__Exercise directions__
Identify each line below that contains the word "push", and copy it out.

[Saved data entries]
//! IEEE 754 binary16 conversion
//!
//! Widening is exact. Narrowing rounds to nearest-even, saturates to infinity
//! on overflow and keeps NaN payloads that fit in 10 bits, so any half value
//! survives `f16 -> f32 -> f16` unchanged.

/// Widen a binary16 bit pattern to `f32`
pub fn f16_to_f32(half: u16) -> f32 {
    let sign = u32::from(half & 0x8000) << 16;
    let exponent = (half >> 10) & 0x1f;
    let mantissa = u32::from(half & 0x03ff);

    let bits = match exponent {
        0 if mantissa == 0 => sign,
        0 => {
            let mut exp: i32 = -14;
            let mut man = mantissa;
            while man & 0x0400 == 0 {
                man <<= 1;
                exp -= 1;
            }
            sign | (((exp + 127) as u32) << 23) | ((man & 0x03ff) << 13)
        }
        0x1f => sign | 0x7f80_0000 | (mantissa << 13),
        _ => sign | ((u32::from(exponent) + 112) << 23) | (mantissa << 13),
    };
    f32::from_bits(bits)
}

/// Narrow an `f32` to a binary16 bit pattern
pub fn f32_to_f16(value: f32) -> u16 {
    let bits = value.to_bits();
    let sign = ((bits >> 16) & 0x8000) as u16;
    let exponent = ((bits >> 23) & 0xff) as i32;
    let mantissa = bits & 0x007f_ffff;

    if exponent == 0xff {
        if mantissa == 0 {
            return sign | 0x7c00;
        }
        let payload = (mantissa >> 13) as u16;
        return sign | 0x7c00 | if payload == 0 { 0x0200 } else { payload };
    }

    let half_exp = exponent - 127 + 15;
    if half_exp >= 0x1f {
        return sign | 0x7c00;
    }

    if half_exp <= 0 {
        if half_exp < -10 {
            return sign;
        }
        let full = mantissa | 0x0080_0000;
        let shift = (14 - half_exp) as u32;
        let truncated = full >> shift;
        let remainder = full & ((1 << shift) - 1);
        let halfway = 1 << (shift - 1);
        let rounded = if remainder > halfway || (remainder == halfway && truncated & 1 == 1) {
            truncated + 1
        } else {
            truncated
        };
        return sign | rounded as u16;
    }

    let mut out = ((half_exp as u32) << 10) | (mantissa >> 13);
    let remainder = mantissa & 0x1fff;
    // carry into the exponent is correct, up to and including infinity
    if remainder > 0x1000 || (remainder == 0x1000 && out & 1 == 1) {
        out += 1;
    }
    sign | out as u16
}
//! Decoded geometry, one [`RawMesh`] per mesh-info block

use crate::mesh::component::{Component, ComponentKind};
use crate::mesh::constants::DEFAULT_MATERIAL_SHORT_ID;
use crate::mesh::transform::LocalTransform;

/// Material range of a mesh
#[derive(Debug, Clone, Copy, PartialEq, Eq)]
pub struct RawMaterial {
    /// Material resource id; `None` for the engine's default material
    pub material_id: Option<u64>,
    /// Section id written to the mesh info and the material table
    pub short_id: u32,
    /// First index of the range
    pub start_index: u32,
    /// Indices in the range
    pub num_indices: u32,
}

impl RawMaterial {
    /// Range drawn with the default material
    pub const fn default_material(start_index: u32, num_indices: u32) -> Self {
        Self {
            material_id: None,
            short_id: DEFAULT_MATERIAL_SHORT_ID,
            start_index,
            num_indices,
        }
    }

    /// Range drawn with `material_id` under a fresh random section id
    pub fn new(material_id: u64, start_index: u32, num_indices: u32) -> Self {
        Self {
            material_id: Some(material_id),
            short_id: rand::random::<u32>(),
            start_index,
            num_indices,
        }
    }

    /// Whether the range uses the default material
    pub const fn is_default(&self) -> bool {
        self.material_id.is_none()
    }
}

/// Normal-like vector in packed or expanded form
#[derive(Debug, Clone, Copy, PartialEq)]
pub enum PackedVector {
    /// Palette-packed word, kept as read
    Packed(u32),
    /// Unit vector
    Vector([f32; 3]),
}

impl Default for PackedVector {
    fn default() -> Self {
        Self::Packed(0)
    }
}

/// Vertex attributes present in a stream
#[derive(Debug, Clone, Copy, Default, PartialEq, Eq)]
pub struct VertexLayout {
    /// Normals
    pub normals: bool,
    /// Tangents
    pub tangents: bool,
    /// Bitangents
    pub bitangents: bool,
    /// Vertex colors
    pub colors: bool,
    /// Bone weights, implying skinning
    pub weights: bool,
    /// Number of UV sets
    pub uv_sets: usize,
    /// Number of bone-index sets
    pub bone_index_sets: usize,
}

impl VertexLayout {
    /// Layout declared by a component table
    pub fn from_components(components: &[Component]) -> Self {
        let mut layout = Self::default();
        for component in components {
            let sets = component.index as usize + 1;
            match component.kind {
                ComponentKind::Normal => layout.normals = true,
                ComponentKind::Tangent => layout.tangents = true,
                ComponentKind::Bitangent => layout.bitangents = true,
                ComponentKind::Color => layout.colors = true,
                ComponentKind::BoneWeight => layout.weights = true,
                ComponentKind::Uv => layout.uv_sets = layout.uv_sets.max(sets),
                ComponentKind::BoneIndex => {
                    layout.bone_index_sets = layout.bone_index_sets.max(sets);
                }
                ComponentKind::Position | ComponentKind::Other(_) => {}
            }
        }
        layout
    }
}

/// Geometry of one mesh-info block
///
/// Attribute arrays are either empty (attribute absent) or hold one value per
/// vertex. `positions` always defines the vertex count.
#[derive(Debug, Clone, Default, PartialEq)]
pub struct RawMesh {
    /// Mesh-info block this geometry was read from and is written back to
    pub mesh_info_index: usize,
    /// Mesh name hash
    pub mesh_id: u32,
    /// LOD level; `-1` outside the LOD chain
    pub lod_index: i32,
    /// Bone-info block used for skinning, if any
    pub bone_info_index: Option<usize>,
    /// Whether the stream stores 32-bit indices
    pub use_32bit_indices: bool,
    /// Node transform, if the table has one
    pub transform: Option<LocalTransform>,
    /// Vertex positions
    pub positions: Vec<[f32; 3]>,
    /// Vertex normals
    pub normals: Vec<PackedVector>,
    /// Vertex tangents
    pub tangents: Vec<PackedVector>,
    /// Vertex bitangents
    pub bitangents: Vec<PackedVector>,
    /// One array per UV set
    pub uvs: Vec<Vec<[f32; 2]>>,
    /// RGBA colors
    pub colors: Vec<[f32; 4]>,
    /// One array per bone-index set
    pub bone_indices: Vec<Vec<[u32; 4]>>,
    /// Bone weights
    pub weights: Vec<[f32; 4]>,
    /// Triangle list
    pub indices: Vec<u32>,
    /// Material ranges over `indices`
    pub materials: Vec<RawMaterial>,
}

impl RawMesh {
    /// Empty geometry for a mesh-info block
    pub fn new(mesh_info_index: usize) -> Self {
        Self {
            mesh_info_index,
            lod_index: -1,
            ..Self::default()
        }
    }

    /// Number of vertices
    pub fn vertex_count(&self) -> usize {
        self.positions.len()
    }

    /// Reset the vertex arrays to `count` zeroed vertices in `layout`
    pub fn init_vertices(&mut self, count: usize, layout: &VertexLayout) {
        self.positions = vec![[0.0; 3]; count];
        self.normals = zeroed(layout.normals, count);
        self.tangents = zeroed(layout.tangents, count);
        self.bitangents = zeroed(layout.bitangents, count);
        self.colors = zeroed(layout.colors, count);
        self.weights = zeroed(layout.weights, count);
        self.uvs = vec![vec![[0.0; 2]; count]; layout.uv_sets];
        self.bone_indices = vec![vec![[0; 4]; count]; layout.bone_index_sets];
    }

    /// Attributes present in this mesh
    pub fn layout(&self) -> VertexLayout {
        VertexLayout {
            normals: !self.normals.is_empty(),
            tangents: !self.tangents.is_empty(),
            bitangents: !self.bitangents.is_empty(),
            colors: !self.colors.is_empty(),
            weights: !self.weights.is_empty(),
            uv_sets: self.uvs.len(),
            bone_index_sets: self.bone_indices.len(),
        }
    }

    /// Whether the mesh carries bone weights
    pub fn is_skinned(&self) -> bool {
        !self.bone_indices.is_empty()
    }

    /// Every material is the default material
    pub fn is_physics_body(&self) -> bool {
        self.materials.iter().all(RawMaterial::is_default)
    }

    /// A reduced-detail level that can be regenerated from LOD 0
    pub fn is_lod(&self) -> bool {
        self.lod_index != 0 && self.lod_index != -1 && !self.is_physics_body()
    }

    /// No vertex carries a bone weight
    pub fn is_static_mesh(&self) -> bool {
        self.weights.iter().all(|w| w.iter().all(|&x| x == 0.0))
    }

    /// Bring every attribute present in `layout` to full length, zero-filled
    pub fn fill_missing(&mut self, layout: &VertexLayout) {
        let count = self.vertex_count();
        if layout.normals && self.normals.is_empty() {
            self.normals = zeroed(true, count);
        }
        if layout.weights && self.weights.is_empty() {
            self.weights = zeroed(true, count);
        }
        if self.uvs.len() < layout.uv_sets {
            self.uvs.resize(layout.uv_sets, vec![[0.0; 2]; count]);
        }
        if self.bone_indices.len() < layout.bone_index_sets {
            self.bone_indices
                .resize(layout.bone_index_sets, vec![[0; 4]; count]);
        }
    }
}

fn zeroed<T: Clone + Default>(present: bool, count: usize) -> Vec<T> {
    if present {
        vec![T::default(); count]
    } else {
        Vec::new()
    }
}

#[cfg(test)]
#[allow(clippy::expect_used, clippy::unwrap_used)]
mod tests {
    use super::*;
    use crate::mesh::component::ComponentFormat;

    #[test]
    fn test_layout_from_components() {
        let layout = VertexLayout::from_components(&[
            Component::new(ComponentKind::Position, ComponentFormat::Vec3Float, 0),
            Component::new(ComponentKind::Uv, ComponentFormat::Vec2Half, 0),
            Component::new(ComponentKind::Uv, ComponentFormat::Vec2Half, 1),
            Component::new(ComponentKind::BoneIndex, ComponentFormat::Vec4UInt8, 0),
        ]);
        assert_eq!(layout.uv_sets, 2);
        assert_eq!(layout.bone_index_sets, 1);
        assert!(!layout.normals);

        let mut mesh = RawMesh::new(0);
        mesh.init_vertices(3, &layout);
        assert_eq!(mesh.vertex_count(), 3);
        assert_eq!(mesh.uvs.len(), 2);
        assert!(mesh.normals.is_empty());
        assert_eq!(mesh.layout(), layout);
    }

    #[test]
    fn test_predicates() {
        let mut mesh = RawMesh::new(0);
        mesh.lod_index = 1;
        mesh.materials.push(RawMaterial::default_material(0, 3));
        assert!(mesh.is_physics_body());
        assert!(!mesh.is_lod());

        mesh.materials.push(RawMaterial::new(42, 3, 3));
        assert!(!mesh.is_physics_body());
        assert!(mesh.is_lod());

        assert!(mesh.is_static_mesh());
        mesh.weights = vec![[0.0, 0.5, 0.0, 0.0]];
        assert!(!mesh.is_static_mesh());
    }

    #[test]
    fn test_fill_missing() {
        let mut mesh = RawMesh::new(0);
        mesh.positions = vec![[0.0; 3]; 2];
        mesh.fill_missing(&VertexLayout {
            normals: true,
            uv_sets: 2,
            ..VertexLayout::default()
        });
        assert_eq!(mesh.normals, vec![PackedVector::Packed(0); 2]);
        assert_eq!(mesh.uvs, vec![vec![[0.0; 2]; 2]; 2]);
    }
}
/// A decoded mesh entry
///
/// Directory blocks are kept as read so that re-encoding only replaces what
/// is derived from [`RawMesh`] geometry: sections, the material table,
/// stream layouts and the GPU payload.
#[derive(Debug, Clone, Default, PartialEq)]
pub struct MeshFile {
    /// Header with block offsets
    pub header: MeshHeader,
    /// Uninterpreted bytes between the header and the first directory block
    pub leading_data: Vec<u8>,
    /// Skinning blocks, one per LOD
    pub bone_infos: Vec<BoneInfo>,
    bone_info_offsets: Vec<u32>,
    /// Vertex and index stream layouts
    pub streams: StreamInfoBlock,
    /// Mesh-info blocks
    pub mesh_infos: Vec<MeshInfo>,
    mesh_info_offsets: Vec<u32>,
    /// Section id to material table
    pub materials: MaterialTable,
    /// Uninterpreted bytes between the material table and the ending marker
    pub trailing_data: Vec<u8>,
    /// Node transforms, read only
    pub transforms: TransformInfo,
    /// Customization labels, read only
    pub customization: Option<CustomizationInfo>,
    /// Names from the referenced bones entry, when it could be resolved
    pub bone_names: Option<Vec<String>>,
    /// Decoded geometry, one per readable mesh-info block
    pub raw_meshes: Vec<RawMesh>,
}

__Finished task__
        mesh.materials.push(RawMaterial::default_material(0, 3));
        mesh.materials.push(RawMaterial::new(42, 3, 3));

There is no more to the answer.